__Task details__:
Write the records out again, unchanged.

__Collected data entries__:
▽
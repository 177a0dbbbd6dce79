//! Integration tests for the read-only operator endpoint.

use std::sync::Arc;
use std::time::Duration;

use serde_json::Value;
use tokio::net::TcpListener;

use sweetpick_monitor::config::{MonitorConfig, OperatorConfig};
use sweetpick_monitor::http::OperatorServer;
use sweetpick_monitor::lifecycle::Shutdown;
use sweetpick_monitor::logging::LogLevel;
use sweetpick_monitor::Monitor;

async fn start_server(monitor: Arc<Monitor>) -> (String, Shutdown) {
    let config = OperatorConfig {
        enabled: true,
        bind_address: "127.0.0.1:0".to_string(),
        request_timeout_secs: 5,
    };
    let listener = TcpListener::bind("127.0.0.1:0").await.unwrap();
    let addr = listener.local_addr().unwrap();

    let shutdown = Shutdown::new();
    let server = OperatorServer::new(monitor, &config);
    tokio::spawn(server.run(listener, shutdown.subscribe()));
    tokio::time::sleep(Duration::from_millis(50)).await;

    (format!("http://{}", addr), shutdown)
}

#[tokio::test]
async fn monitoring_document_is_served_as_json() {
    let monitor = Arc::new(Monitor::new(MonitorConfig::default()));
    monitor.record_query_metrics("dish", 0.4, true, 9);
    monitor.record_query_metrics("dish", 0.6, false, 0);
    monitor.log_structured(LogLevel::Info, "query served", Some("req-1"), None, None);
    monitor.evaluation_tick().unwrap();

    let (base, shutdown) = start_server(monitor).await;
    let client = reqwest::Client::new();

    let body: Value = client
        .get(format!("{}/monitoring", base))
        .send()
        .await
        .unwrap()
        .json()
        .await
        .unwrap();

    assert!(body["metrics"]["histograms"]["query_response_time"]["count"]
        .as_u64()
        .is_some());
    assert_eq!(body["recent_logs"].as_array().unwrap().len(), 1);
    // 50% errors breach the default high_error_rate rule.
    assert_eq!(body["active_alerts"].as_array().unwrap().len(), 1);
    assert!(body["uptime_secs"].as_f64().unwrap() >= 0.0);

    shutdown.trigger();
}

#[tokio::test]
async fn status_and_slice_routes_respond() {
    let monitor = Arc::new(Monitor::new(MonitorConfig::default()));
    monitor.record_system_metrics(0.5, 0.4, 3);

    let (base, shutdown) = start_server(monitor).await;
    let client = reqwest::Client::new();

    let status: Value = client
        .get(format!("{}/status", base))
        .send()
        .await
        .unwrap()
        .json()
        .await
        .unwrap();
    assert_eq!(status["status"], "operational");

    let metrics: Value = client
        .get(format!("{}/monitoring/metrics", base))
        .send()
        .await
        .unwrap()
        .json()
        .await
        .unwrap();
    let gauges = metrics["gauges"].as_array().unwrap();
    assert!(gauges.iter().any(|g| g["name"] == "memory_usage"));

    let alerts: Value = client
        .get(format!("{}/monitoring/alerts?limit=5", base))
        .send()
        .await
        .unwrap()
        .json()
        .await
        .unwrap();
    assert!(alerts["active"].as_array().unwrap().is_empty());

    let logs: Value = client
        .get(format!("{}/monitoring/logs", base))
        .send()
        .await
        .unwrap()
        .json()
        .await
        .unwrap();
    assert!(logs.as_array().unwrap().is_empty());

    shutdown.trigger();
}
△
__Result for this exercise__:
repository 177a0dbbbd6dce79
//! Integration tests for the read-only operator endpoint.

use std::sync::Arc;
use std::time::Duration;

use serde_json::Value;
use tokio::net::TcpListener;

use sweetpick_monitor::config::{MonitorConfig, OperatorConfig};
use sweetpick_monitor::http::OperatorServer;
use sweetpick_monitor::lifecycle::Shutdown;
use sweetpick_monitor::logging::LogLevel;
use sweetpick_monitor::Monitor;

async fn start_server(monitor: Arc<Monitor>) -> (String, Shutdown) {
    let config = OperatorConfig {
        enabled: true,
        bind_address: "127.0.0.1:0".to_string(),
        request_timeout_secs: 5,
    };
    let listener = TcpListener::bind("127.0.0.1:0").await.unwrap();
    let addr = listener.local_addr().unwrap();

    let shutdown = Shutdown::new();
    let server = OperatorServer::new(monitor, &config);
    tokio::spawn(server.run(listener, shutdown.subscribe()));
    tokio::time::sleep(Duration::from_millis(50)).await;

    (format!("http://{}", addr), shutdown)
}

#[tokio::test]
async fn monitoring_document_is_served_as_json() {
    let monitor = Arc::new(Monitor::new(MonitorConfig::default()));
    monitor.record_query_metrics("dish", 0.4, true, 9);
    monitor.record_query_metrics("dish", 0.6, false, 0);
    monitor.log_structured(LogLevel::Info, "query served", Some("req-1"), None, None);
    monitor.evaluation_tick().unwrap();

    let (base, shutdown) = start_server(monitor).await;
    let client = reqwest::Client::new();

    let body: Value = client
        .get(format!("{}/monitoring", base))
        .send()
        .await
        .unwrap()
        .json()
        .await
        .unwrap();

    assert!(body["metrics"]["histograms"]["query_response_time"]["count"]
        .as_u64()
        .is_some());
    assert_eq!(body["recent_logs"].as_array().unwrap().len(), 1);
    // 50% errors breach the default high_error_rate rule.
    assert_eq!(body["active_alerts"].as_array().unwrap().len(), 1);
    assert!(body["uptime_secs"].as_f64().unwrap() >= 0.0);

    shutdown.trigger();
}

#[tokio::test]
async fn status_and_slice_routes_respond() {
    let monitor = Arc::new(Monitor::new(MonitorConfig::default()));
    monitor.record_system_metrics(0.5, 0.4, 3);

    let (base, shutdown) = start_server(monitor).await;
    let client = reqwest::Client::new();

    let status: Value = client
        .get(format!("{}/status", base))
        .send()
        .await
        .unwrap()
        .json()
        .await
        .unwrap();
    assert_eq!(status["status"], "operational");

    let metrics: Value = client
        .get(format!("{}/monitoring/metrics", base))
        .send()
        .await
        .unwrap()
        .json()
        .await
        .unwrap();
    let gauges = metrics["gauges"].as_array().unwrap();
    assert!(gauges.iter().any(|g| g["name"] == "memory_usage"));

    let alerts: Value = client
        .get(format!("{}/monitoring/alerts?limit=5", base))
        .send()
        .await
        .unwrap()
        .json()
        .await
        .unwrap();
    assert!(alerts["active"].as_array().unwrap().is_empty());

    let logs: Value = client
        .get(format!("{}/monitoring/logs", base))
        .send()
        .await
        .unwrap()
        .json()
        .await
        .unwrap();
    assert!(logs.as_array().unwrap().is_empty());

    shutdown.trigger();
}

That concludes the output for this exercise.